What You Probably Won’t Learn in a Parenting Class
A mom whose husband has recently died has a tough challenge. She has to reinvent her life right at the moment that she wonders if life is worth living. Often it is her children that keep her going. But it’s also true that each of her children have their own tragically unique grief experience to content with. So how does a dad or a mom guide a child through the stages of bereavement?
You Don’t Always Have to Understand In Order to Help
Grief is confusing, depressing, and a burden that defies explanation. At age 12, my older brother died suddenly and I remember how it felt to be living out a dark nightmare 24/7. I felt sadly surprised that the world around me was going on as usual. I would think, “How dare the birds sing! Don’t they know?”
Eighth grade in a large middle school can be challenging enough with no trauma in the mix, but that year to me felt like I had suddenly moved to northern Alaska where no one knew me and I didn’t feel the warmth of the sun for several months.
Understandably, most of my friends pulled away for the simple reason that I was no fun anymore. But my best friend stood by me and I think he was the single most important factor in getting me through that year of grief. He really didn’t understand what I was going through and I rather suspect that his Christian parents strongly encouraged him to stick close to me.

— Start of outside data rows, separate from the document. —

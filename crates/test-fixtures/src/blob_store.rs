//! In-memory stand-in for a content-addressed blob store, for crates that
//! only need `IBlobStore` without a real network/local backend.

use dashmap::DashMap;

use pdw_core::errors::PdwResult;
use pdw_core::traits::IBlobStore;

#[derive(Default)]
pub struct FakeBlobStore {
    blobs: DashMap<String, Vec<u8>>,
}

impl FakeBlobStore {
    pub fn new() -> Self {
        Self::default()
    }

    pub fn len(&self) -> usize {
        self.blobs.len()
    }

    pub fn is_empty(&self) -> bool {
        self.blobs.is_empty()
    }
}

impl IBlobStore for FakeBlobStore {
    fn put(&self, bytes: &[u8], _owner: &str, _retention_epochs: u32, _tags: &[(String, String)]) -> PdwResult<String> {
        let id = blake3::hash(bytes).to_hex().to_string();
        self.blobs.insert(id.clone(), bytes.to_vec());
        Ok(id)
    }

    fn get(&self, blob_id: &str) -> PdwResult<Vec<u8>> {
        self.blobs.get(blob_id).map(|entry| entry.value().clone()).ok_or_else(|| pdw_core::errors::PdwError::not_found(format!("no such blob: {blob_id}")))
    }

    fn exists(&self, blob_id: &str) -> PdwResult<bool> {
        Ok(self.blobs.contains_key(blob_id))
    }
}

#[cfg(test)]
mod tests {
    use super::*;

    #[test]
    fn put_then_get_round_trips() {
        let store = FakeBlobStore::new();
        let id = store.put(b"hello", "0xUA", 1, &[]).unwrap();
        assert_eq!(store.get(&id).unwrap(), b"hello");
    }

    #[test]
    fn missing_blob_is_not_found() {
        let store = FakeBlobStore::new();
        assert!(store.get("nope").is_err());
    }

    #[test]
    fn identical_content_shares_an_id() {
        let store = FakeBlobStore::new();
        let a = store.put(b"same", "0xUA", 1, &[]).unwrap();
        let b = store.put(b"same", "0xUB", 1, &[]).unwrap();
        assert_eq!(a, b);
        assert_eq!(store.len(), 1);
    }
}
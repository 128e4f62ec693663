//! ContentClassifier — assigns category/topic/importance/sentiment/confidence
//! to a memory's text, falling back to deterministic defaults whenever no
//! model is wired up or the model's output can't be trusted.

use tracing::{debug, warn};

use crate::model::{IClassificationModel, RawClassification};
use crate::result::ClassificationResult;

pub struct ContentClassifier {
    model: Option<Box<dyn IClassificationModel>>,
}

impl ContentClassifier {
    /// A classifier with no backing model: every call returns the
    /// deterministic fallback.
    pub fn deterministic() -> Self {
        Self { model: None }
    }

    pub fn with_model(model: Box<dyn IClassificationModel>) -> Self {
        Self { model: Some(model) }
    }

    /// Never fails: a model error or an unparseable response degrades to
    /// [`ClassificationResult::default_fallback`] rather than surfacing an
    /// error to the orchestrator.
    pub fn classify(&self, text: &str) -> ClassificationResult {
        let Some(model) = &self.model else {
            debug!("no classification model configured, using deterministic fallback");
            return ClassificationResult::default_fallback();
        };

        match model.classify_raw(text) {
            Ok(raw_json) => Self::parse_defensively(&raw_json),
            Err(e) => {
                warn!(error = %e, "classification model call failed, using fallback");
                ClassificationResult::default_fallback()
            }
        }
    }

    fn parse_defensively(raw_json: &str) -> ClassificationResult {
        let fallback = ClassificationResult::default_fallback();
        let parsed: RawClassification = match serde_json::from_str(raw_json) {
            Ok(p) => p,
            Err(e) => {
                warn!(error = %e, "classification response was not valid JSON, using fallback");
                return fallback;
            }
        };

        let categories = parsed
            .categories
            .filter(|c| !c.is_empty())
            .unwrap_or_else(|| fallback.categories.clone());
        let importance = parsed.importance.map(|v| v.clamp(1, 10)).unwrap_or(fallback.importance);
        let confidence = parsed
            .confidence
            .map(|v| v.clamp(0.0, 1.0))
            .unwrap_or(fallback.confidence);
        let sentiment = parsed.sentiment.unwrap_or(fallback.sentiment);
        let topics = parsed.topics.unwrap_or_default();

        ClassificationResult {
            categories,
            topics,
            importance,
            sentiment,
            confidence,
        }
    }
}
//! In-memory stand-in for the on-chain ownership registry. Builds its own
//! opaque transactions the same way `pdw-registry`'s real client does
//! (bincode-encoded tagged enum), and additionally knows how to *apply*
//! one against its own state — something a real chain client never does,
//! but a fake needs in order to let tests exercise the CAS-retry path.

use dashmap::DashMap;
use serde::{Deserialize, Serialize};

use pdw_core::errors::{ErrorKind, PdwError, PdwResult};
use pdw_core::model::{AccessGrant, MemoryIndexRoot, MemoryMetadata, MemoryRecord};
use pdw_core::traits::{CreateMemoryRecordArgs, IOwnershipRegistry, UnsignedTx, UpdateMemoryIndexArgs};

#[derive(Debug, Clone, Serialize, Deserialize)]
enum FakeCall {
    CreateMemoryRecord { category: String, vector_id: u64, blob_id: String, metadata: MemoryMetadata },
    DeleteMemory { memory_id: String },
    UpdateMemoryMetadata { memory_id: String, new_topic: Option<String>, new_importance: Option<u8> },
    CreateMemoryIndex { index_blob_id: String, graph_blob_id: String },
    UpdateMemoryIndex { memory_index: String, expected_version: u64, new_index_blob_id: String, new_graph_blob_id: String },
}

fn encode(call: FakeCall) -> PdwResult<UnsignedTx> {
    bincode::serialize(&call).map(UnsignedTx).map_err(|e| PdwError::internal(format!("fake tx encode failed: {e}")))
}

#[derive(Default)]
pub struct FakeOwnershipRegistry {
    memories: DashMap<String, MemoryRecord>,
    indexes: DashMap<String, MemoryIndexRoot>,
    grants: DashMap<String, AccessGrant>,
    /// Number of `UpdateMemoryIndex` applications to reject with `Conflict`
    /// before letting one through, for exercising CAS retry loops.
    reject_next_updates: DashMap<String, u32>,
}

impl FakeOwnershipRegistry {
    pub fn new() -> Self {
        Self::default()
    }

    pub fn seed_access_grant(&self, grant: AccessGrant) {
        self.grants.insert(grant.id.clone(), grant);
    }

    /// Makes the next `n` `UpdateMemoryIndex` applications for `owner` fail
    /// with `Conflict`, as if another writer won the race.
    pub fn force_conflicts(&self, owner: &str, n: u32) {
        self.reject_next_updates.insert(owner.to_string(), n);
    }

    /// Applies a previously built transaction on behalf of `owner` — the
    /// in-memory analogue of signing and broadcasting.
    pub fn apply_as(&self, owner: &str, tx: &UnsignedTx) -> PdwResult<()> {
        let call: FakeCall = bincode::deserialize(&tx.0).map_err(|e| PdwError::internal(format!("fake tx decode failed: {e}")))?;
        match call {
            FakeCall::CreateMemoryRecord { category, vector_id, blob_id, metadata } => {
                let memory_id = uuid::Uuid::new_v4().to_string();
                self.memories.insert(
                    memory_id.clone(),
                    MemoryRecord { owner: owner.to_string(), memory_id, category, vector_id, blob_id, metadata },
                );
                Ok(())
            }
            FakeCall::DeleteMemory { memory_id } => {
                match self.memories.get(&memory_id) {
                    Some(record) if record.owner == owner => {
                        drop(record);
                        self.memories.remove(&memory_id);
                        Ok(())
                    }
                    Some(_) => Err(PdwError::unauthorized(format!("{owner} does not own memory {memory_id}"))),
                    None => Err(PdwError::not_found(format!("no such memory: {memory_id}"))),
                }
            }
            FakeCall::UpdateMemoryMetadata { memory_id, new_topic, new_importance } => {
                let mut record = self
                    .memories
                    .get_mut(&memory_id)
                    .ok_or_else(|| PdwError::not_found(format!("no such memory: {memory_id}")))?;
                if record.owner != owner {
                    return Err(PdwError::unauthorized(format!("{owner} does not own memory {memory_id}")));
                }
                if let Some(topic) = new_topic {
                    record.metadata.topic = Some(topic);
                }
                if let Some(importance) = new_importance {
                    record.metadata.importance = importance;
                }
                Ok(())
            }
            FakeCall::CreateMemoryIndex { index_blob_id, graph_blob_id } => {
                if self.indexes.contains_key(owner) {
                    return Err(PdwError::conflict(format!("memory index already exists for {owner}")));
                }
                self.indexes.insert(owner.to_string(), MemoryIndexRoot::genesis(owner, index_blob_id, graph_blob_id));
                Ok(())
            }
            FakeCall::UpdateMemoryIndex { memory_index, expected_version, new_index_blob_id, new_graph_blob_id } => {
                if let Some(remaining) = self.reject_next_updates.get(&memory_index).map(|r| *r) {
                    if remaining > 0 {
                        self.reject_next_updates.insert(memory_index.clone(), remaining - 1);
                        return Err(PdwError::conflict("forced conflict for test"));
                    }
                }
                let mut root = self
                    .indexes
                    .get_mut(&memory_index)
                    .ok_or_else(|| PdwError::not_found(format!("no memory index for {memory_index}")))?;
                if root.version != expected_version {
                    return Err(PdwError::conflict(format!("expected version {expected_version}, found {}", root.version)));
                }
                *root = root.next(new_index_blob_id, new_graph_blob_id);
                Ok(())
            }
        }
    }
}

impl IOwnershipRegistry for FakeOwnershipRegistry {
    fn build_create_memory_record(&self, args: CreateMemoryRecordArgs<'_>) -> PdwResult<UnsignedTx> {
        encode(FakeCall::CreateMemoryRecord {
            category: args.category.to_string(),
            vector_id: args.vector_id,
            blob_id: args.blob_id.to_string(),
            metadata: args.metadata.clone(),
        })
    }

    fn build_delete_memory(&self, memory_id: &str) -> PdwResult<UnsignedTx> {
        encode(FakeCall::DeleteMemory { memory_id: memory_id.to_string() })
    }

    fn build_update_memory_metadata(&self, memory_id: &str, new_topic: Option<&str>, new_importance: Option<u8>) -> PdwResult<UnsignedTx> {
        encode(FakeCall::UpdateMemoryMetadata {
            memory_id: memory_id.to_string(),
            new_topic: new_topic.map(str::to_string),
            new_importance,
        })
    }

    fn build_create_memory_index(&self, index_blob_id: &str, graph_blob_id: &str) -> PdwResult<UnsignedTx> {
        encode(FakeCall::CreateMemoryIndex { index_blob_id: index_blob_id.to_string(), graph_blob_id: graph_blob_id.to_string() })
    }

    fn build_update_memory_index(&self, args: UpdateMemoryIndexArgs<'_>) -> PdwResult<UnsignedTx> {
        encode(FakeCall::UpdateMemoryIndex {
            memory_index: args.memory_index.to_string(),
            expected_version: args.expected_version,
            new_index_blob_id: args.new_index_blob_id.to_string(),
            new_graph_blob_id: args.new_graph_blob_id.to_string(),
        })
    }

    fn get_memory(&self, memory_id: &str) -> PdwResult<Option<MemoryRecord>> {
        Ok(self.memories.get(memory_id).map(|r| r.value().clone()))
    }

    fn get_memory_index(&self, owner: &str) -> PdwResult<Option<MemoryIndexRoot>> {
        Ok(self.indexes.get(owner).map(|r| r.value().clone()))
    }

    fn list_user_memories(&self, owner: &str) -> PdwResult<Vec<MemoryRecord>> {
        Ok(self.memories.iter().filter(|entry| entry.value().owner == owner).map(|entry| entry.value().clone()).collect())
    }

    fn get_access_grant(&self, grant_id: &str) -> PdwResult<Option<AccessGrant>> {
        Ok(self.grants.get(grant_id).map(|r| r.value().clone()))
    }
}

#[cfg(test)]
mod tests {
    use super::*;
    use pdw_core::model::Memory;

    #[test]
    fn create_then_list_round_trips() {
        let registry = FakeOwnershipRegistry::new();
        let memory = Memory::new("m1", "0xUA", "hi");
        let metadata = MemoryMetadata::for_memory(&memory, "text/plain");
        let tx = registry
            .build_create_memory_record(CreateMemoryRecordArgs { category: "general", vector_id: 1, blob_id: "blob-1", metadata: &metadata })
            .unwrap();
        registry.apply_as("0xUA", &tx).unwrap();
        let listed = registry.list_user_memories("0xUA").unwrap();
        assert_eq!(listed.len(), 1);
        assert_eq!(listed[0].blob_id, "blob-1");
    }

    #[test]
    fn update_memory_index_rejects_stale_version() {
        let registry = FakeOwnershipRegistry::new();
        let create = registry.build_create_memory_index("blob-a", "graph-a").unwrap();
        registry.apply_as("0xUA", &create).unwrap();

        let stale = registry
            .build_update_memory_index(UpdateMemoryIndexArgs { memory_index: "0xUA", expected_version: 99, new_index_blob_id: "blob-b", new_graph_blob_id: "graph-b" })
            .unwrap();
        let err = registry.apply_as("0xUA", &stale).unwrap_err();
        assert_eq!(err.kind, ErrorKind::Conflict);
    }

    #[test]
    fn forced_conflicts_exhaust_then_clear() {
        let registry = FakeOwnershipRegistry::new();
        let create = registry.build_create_memory_index("blob-a", "graph-a").unwrap();
        registry.apply_as("0xUA", &create).unwrap();
        registry.force_conflicts("0xUA", 1);

        let update = registry
            .build_update_memory_index(UpdateMemoryIndexArgs { memory_index: "0xUA", expected_version: 1, new_index_blob_id: "blob-b", new_graph_blob_id: "graph-b" })
            .unwrap();
        assert_eq!(registry.apply_as("0xUA", &update).unwrap_err().kind, ErrorKind::Conflict);
        registry.apply_as("0xUA", &update).unwrap();
        assert_eq!(registry.get_memory_index("0xUA").unwrap().unwrap().version, 2);
    }
}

Even if he had gone through something similar, his understanding of me would have been limited. Why? Because each person’s grief experience is as unique as their fingerprints. The grief of one individual is as unique as a heavy, black snowflake that chills to the bone and seems to never melt. Nevertheless, it was his steadiness, his presence, his true friendship that gave me a rope to hold onto while treading water at the edge of a very treacherous waterfall.
So what does all this have to do with parenting a child through the stages of bereavement? It actually means that there are a lot of things that don’t need to do in order to successfully guide your teen through the stages of grief:
- You don’t need to constantly force your child to talk about it with you.
- You don’t need to completely understand your child.
- You don’t need to do everything “right.”
- You don’t have to be a perfect parent.
One of the most important things for you to do is provide a reasonably stable, caring environment in which you are regularly available to your child and demonstrate to him or her that you are rebuilding your life, inch by inch, even though at times you are overwhelmed with the sadness of your own loss. Can’t afford to buy those expensive shoes for your child? Forget about it. That’s not the essential part of parenting a child through the stages of grief. Your daughter needs to know that how they feel matters to you, even while you have a measure of humility about understanding his or her own unique experience of loss and mourning. Your son needs to know two things from watching you as you cope and flounder: (1) life is doable even when it’s not happy; and (2) life will get better.
Being Available During the Stages of Bereavement
You need to be available for brief, regular intervals of time. You are not cheating your child if you are working full time. But you have to make a point to connect nearly every day. Being available involves your son or daughter being able to call you at work, having daily contact with you when you are tuned in (this doesn’t always have to be a long time), and modeling that life will go one and does go on even though if often feels awful.
You don’t have to be his or her best friend, but you do need to be reasonably steady, cut him or her some slack with their mood swings (and yours!), and keep planning simple things to look forward to. You also need to be clear in your own mind that you all are still a family, albeit a grieving one. At the risk of stating the obvious: you don’t have the luxury of letting your life fall apart.
In a Nutshell: Concentrate on a Few Simple, Important Things
Figuring out how to guide your child through the tunnel of grief is hard enough while you are going through your own huge personal changes. So don’t add unnecessary materialistic, standards of parenting that really don’t matter in the long run. Pull in aunts, uncles, teachers, coaches, and your more solid friends to help with some of the experiences that you cannot give to your child at the moment. Be regularly available to your teen without hovering and try to plan something simple, cheap, and fun every week or two. Having something to look forward to provides stepping stones as you cross the river of grief together.